| Instructions to follow |
Which lines of the entries below contain the string "then"? Copy each one.

========================================================================

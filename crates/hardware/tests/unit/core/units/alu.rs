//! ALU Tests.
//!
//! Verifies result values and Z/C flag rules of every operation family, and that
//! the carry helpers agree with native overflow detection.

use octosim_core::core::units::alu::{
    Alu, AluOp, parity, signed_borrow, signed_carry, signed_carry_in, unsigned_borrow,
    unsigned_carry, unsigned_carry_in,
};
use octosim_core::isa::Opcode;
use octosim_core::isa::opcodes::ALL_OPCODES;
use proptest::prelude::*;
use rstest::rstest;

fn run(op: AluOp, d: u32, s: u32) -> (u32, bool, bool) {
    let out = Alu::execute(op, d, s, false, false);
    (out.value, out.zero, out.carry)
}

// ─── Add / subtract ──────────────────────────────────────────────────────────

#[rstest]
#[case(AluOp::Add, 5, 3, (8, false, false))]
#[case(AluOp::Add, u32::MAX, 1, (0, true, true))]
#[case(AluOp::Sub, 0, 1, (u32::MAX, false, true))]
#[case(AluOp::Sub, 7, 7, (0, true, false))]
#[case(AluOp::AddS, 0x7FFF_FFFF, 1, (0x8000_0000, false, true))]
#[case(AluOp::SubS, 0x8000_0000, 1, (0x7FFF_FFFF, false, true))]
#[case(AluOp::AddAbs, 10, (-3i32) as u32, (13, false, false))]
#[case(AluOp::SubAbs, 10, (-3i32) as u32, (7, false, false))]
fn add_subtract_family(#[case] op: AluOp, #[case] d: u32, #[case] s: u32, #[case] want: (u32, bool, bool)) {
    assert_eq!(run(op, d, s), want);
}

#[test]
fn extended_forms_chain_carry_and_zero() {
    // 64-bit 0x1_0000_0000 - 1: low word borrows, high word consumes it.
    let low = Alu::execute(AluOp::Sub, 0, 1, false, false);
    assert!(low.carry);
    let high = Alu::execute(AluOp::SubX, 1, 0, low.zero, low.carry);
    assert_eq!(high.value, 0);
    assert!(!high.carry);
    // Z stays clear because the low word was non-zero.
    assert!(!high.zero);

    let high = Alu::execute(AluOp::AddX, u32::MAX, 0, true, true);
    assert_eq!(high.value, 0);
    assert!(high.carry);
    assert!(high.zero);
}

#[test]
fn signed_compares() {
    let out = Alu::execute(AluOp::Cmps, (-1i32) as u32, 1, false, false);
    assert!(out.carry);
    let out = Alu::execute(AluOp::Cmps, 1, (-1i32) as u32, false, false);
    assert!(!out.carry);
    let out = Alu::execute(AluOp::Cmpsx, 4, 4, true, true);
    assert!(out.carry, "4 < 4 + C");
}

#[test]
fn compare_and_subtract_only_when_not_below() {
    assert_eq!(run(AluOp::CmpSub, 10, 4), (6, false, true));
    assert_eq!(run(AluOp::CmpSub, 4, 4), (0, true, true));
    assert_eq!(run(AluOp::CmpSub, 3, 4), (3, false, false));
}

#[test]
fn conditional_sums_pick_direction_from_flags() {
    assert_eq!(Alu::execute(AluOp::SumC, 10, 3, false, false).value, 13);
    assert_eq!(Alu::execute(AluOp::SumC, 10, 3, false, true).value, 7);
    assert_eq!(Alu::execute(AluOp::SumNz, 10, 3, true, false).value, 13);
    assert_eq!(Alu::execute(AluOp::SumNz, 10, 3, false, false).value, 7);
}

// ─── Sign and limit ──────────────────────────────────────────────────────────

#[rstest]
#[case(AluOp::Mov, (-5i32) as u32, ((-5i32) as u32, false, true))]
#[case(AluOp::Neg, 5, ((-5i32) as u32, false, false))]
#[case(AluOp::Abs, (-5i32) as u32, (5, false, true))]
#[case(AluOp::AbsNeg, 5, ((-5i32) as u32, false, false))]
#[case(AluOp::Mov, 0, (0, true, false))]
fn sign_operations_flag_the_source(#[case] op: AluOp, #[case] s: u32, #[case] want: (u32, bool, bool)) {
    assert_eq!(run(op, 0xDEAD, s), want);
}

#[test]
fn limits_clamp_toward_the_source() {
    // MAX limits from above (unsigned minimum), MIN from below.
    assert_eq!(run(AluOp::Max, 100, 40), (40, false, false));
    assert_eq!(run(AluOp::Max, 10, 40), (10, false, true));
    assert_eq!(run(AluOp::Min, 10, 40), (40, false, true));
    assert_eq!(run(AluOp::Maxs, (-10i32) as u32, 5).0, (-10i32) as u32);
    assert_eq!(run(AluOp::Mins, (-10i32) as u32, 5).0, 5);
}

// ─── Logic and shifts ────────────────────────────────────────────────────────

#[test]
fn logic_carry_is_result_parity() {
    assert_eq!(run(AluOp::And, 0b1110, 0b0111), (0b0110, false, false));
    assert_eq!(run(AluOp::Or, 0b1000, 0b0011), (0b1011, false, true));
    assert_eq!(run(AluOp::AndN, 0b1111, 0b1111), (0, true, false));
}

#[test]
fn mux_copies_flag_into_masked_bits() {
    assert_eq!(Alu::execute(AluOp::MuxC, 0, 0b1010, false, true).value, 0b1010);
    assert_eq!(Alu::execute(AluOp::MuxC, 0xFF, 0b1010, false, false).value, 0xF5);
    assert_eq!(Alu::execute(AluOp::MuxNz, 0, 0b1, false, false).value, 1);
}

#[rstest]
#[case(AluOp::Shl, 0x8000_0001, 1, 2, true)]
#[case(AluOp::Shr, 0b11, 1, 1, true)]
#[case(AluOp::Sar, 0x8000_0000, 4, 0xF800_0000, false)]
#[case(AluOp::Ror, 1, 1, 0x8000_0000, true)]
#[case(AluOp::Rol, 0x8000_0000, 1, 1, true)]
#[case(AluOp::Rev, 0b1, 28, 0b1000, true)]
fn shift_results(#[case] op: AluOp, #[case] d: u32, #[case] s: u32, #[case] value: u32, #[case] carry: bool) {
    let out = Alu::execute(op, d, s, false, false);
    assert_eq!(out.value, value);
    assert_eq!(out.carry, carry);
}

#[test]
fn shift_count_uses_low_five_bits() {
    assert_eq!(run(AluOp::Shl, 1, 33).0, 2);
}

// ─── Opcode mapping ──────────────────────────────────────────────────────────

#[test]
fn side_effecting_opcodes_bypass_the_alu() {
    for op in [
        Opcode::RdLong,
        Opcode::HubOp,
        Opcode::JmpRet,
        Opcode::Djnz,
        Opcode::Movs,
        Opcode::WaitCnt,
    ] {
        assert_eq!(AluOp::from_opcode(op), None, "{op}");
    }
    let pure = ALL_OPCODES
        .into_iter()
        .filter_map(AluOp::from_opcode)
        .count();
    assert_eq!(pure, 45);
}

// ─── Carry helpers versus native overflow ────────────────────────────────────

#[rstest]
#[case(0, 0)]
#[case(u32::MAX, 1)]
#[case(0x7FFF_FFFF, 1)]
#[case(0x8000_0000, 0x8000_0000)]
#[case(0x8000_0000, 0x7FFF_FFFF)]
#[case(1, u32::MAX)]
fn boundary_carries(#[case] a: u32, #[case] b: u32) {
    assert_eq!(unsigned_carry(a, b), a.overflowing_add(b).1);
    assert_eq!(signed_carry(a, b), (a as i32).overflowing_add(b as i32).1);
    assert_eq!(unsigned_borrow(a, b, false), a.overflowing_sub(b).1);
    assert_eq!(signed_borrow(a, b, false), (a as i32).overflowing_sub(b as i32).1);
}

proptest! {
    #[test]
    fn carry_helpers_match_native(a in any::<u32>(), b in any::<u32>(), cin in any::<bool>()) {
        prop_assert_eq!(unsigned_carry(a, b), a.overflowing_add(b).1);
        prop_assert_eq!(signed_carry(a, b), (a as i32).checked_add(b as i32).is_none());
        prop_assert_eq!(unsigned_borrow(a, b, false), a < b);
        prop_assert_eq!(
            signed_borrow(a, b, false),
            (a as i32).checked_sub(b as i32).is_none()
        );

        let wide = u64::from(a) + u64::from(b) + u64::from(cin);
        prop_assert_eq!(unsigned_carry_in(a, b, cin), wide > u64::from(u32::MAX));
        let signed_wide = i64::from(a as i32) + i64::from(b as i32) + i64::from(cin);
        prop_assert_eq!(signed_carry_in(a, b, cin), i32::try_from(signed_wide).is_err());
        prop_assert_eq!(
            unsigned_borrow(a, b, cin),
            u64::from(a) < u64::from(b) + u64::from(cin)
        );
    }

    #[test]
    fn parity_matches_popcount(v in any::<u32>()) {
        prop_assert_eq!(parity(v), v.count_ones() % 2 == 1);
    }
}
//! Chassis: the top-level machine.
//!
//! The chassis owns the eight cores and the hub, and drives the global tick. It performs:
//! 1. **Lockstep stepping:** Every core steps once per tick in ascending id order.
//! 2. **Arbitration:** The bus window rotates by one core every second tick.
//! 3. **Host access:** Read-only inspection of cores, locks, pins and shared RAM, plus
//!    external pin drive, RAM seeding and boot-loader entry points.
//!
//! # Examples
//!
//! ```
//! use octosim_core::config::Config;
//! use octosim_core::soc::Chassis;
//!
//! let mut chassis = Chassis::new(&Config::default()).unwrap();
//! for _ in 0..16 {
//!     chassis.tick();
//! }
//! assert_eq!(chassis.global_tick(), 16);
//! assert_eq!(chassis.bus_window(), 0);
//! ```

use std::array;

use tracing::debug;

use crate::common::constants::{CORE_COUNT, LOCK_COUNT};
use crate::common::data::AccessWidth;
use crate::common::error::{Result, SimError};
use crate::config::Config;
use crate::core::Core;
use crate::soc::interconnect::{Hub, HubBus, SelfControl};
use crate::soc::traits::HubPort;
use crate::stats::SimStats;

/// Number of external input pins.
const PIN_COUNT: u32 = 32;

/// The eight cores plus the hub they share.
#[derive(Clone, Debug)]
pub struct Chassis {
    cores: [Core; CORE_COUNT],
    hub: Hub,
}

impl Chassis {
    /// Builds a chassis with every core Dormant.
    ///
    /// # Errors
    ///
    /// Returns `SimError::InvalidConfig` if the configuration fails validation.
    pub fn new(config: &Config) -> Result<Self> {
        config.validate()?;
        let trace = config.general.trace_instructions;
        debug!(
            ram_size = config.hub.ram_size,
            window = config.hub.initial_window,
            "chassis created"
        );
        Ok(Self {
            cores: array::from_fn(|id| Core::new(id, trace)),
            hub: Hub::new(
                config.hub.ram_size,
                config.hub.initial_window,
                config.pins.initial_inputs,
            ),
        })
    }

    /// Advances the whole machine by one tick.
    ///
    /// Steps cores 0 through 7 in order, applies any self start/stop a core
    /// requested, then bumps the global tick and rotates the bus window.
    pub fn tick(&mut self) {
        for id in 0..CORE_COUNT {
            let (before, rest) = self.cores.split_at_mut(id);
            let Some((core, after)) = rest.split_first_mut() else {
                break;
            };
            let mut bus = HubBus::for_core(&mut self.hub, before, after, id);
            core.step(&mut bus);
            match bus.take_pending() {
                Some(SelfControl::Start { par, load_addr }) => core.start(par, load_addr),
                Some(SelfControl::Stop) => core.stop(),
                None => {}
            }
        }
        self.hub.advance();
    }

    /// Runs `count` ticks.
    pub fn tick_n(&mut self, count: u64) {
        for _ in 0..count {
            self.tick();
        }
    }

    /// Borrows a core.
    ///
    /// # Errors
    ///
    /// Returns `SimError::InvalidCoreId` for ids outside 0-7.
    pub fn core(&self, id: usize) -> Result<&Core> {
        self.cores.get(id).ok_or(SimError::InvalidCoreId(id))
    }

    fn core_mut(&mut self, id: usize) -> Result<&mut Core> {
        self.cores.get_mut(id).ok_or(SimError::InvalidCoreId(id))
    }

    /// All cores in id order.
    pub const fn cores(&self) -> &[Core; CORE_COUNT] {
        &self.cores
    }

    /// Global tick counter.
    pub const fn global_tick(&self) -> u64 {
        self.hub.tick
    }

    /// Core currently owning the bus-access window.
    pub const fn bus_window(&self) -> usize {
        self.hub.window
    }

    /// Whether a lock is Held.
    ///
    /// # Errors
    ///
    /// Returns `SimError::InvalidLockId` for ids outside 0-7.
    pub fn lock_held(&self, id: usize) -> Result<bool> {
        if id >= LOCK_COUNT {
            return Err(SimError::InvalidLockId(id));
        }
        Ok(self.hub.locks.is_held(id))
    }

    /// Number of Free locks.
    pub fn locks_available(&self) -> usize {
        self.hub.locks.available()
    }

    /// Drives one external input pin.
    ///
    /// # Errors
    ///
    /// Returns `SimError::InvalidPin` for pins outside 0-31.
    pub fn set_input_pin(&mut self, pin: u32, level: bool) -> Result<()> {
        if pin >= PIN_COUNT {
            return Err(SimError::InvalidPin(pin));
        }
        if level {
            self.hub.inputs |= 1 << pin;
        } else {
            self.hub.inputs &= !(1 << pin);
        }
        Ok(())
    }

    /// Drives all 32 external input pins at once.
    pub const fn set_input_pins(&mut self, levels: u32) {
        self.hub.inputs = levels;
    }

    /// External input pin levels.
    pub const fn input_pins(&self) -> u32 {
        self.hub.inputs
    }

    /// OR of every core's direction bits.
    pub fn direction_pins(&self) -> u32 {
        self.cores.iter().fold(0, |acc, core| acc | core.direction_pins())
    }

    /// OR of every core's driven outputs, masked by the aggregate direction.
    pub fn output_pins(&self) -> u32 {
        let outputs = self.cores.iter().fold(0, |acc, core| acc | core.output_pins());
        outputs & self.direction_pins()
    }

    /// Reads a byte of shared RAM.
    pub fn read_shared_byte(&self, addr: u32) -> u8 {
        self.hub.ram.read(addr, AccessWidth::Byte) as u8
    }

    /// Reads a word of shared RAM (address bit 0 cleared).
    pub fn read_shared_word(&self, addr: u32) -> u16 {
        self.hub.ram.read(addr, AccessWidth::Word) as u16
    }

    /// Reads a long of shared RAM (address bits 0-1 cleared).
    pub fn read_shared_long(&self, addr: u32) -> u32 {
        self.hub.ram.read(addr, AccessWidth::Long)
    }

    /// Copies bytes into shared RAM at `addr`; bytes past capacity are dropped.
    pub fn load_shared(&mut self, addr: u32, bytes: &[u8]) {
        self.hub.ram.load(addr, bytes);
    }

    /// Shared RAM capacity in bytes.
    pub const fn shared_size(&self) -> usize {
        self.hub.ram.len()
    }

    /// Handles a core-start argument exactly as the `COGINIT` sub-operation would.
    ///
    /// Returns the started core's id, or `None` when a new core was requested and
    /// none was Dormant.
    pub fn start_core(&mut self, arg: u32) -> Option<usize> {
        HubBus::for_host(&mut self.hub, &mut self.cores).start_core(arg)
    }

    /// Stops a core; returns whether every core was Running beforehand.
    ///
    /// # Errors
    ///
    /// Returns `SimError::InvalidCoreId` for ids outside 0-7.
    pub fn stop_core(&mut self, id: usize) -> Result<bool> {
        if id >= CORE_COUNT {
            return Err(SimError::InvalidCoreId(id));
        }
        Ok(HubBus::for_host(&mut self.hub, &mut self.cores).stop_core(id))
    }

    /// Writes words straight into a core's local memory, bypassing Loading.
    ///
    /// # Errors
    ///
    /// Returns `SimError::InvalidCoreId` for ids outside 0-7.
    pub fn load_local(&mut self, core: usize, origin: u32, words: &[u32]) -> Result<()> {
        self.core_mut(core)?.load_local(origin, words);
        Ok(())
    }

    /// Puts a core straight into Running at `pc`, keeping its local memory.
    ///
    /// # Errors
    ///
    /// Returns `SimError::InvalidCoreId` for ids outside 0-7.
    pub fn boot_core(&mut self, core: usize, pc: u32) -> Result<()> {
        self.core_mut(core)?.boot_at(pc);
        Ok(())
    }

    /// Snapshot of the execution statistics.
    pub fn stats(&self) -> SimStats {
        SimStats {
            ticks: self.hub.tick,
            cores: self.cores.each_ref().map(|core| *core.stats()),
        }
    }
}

========================================================================

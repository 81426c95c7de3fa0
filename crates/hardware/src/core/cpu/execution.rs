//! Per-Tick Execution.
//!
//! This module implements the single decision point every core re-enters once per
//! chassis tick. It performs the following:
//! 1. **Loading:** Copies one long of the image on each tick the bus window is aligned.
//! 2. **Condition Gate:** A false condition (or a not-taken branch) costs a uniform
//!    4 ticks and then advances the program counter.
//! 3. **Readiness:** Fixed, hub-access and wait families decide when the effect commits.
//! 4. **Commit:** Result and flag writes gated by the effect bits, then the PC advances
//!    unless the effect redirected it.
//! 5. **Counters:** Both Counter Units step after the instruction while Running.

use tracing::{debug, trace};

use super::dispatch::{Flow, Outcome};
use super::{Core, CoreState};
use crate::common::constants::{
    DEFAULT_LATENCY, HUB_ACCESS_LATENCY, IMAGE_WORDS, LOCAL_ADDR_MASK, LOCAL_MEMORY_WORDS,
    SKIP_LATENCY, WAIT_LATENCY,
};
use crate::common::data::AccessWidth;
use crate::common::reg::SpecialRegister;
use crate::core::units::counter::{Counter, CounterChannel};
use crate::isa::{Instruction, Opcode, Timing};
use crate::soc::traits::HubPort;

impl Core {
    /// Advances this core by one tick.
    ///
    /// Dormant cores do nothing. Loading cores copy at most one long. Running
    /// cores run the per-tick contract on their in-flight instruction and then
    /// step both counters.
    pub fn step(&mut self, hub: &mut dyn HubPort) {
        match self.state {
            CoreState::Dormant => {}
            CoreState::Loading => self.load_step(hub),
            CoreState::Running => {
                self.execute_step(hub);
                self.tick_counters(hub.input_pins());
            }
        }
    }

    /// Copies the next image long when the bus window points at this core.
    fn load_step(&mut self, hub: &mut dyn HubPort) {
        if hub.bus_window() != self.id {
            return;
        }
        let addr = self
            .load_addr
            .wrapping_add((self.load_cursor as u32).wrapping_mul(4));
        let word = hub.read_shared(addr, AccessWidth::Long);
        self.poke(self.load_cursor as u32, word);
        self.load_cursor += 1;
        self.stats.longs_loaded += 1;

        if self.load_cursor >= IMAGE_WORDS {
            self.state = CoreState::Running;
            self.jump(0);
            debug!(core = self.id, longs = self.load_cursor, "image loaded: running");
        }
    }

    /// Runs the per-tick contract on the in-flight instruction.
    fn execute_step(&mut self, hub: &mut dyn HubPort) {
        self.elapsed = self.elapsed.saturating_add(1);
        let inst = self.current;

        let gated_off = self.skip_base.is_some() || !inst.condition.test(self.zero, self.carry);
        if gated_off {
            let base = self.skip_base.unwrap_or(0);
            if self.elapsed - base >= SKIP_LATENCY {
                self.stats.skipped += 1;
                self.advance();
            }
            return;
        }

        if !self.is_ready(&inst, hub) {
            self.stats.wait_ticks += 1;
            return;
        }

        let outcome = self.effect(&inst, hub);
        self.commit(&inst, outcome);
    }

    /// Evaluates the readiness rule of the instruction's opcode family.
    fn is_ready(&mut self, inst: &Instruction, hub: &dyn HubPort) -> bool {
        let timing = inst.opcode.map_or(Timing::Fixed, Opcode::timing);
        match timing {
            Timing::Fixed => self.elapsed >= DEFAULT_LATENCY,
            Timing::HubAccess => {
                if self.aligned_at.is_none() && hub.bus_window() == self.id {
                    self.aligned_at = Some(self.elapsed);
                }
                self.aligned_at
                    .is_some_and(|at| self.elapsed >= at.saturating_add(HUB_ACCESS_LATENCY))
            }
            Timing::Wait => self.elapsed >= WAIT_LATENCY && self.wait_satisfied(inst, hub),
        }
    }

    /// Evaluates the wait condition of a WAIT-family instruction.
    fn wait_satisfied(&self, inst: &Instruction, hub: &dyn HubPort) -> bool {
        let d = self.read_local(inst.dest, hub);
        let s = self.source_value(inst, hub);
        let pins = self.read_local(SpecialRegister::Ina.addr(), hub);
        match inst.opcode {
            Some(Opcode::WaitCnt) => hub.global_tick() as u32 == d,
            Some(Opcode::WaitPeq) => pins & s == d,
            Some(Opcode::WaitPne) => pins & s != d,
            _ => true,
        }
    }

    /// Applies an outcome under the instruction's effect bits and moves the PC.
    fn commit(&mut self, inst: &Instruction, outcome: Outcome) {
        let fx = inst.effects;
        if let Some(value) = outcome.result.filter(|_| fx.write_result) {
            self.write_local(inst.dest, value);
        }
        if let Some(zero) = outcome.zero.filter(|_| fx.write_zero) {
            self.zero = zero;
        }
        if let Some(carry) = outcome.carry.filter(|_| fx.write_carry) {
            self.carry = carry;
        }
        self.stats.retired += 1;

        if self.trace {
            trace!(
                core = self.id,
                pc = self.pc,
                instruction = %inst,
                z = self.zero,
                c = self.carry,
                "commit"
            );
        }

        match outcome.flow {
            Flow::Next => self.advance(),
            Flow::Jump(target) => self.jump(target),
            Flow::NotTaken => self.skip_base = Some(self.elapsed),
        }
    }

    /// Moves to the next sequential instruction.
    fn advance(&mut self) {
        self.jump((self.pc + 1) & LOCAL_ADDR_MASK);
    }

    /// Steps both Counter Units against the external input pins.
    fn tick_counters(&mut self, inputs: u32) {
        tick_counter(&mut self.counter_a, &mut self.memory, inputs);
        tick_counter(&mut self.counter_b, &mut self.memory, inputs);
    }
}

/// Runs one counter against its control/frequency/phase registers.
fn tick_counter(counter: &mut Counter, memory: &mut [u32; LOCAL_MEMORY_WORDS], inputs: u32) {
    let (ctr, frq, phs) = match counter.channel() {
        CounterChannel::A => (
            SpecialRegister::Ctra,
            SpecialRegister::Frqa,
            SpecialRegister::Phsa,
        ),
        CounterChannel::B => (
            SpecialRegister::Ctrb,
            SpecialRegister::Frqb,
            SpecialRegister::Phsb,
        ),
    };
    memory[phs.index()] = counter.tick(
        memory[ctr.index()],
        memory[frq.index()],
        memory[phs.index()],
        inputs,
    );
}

========================================================================

| Answer for this exercise |
    /// requested, then bumps the global tick and rotates the bus window.
//!    4 ticks and then advances the program counter.
//! 4. **Commit:** Result and flag writes gated by the effect bits, then the PC advances
    /// cores run the per-tick contract on their in-flight instruction and then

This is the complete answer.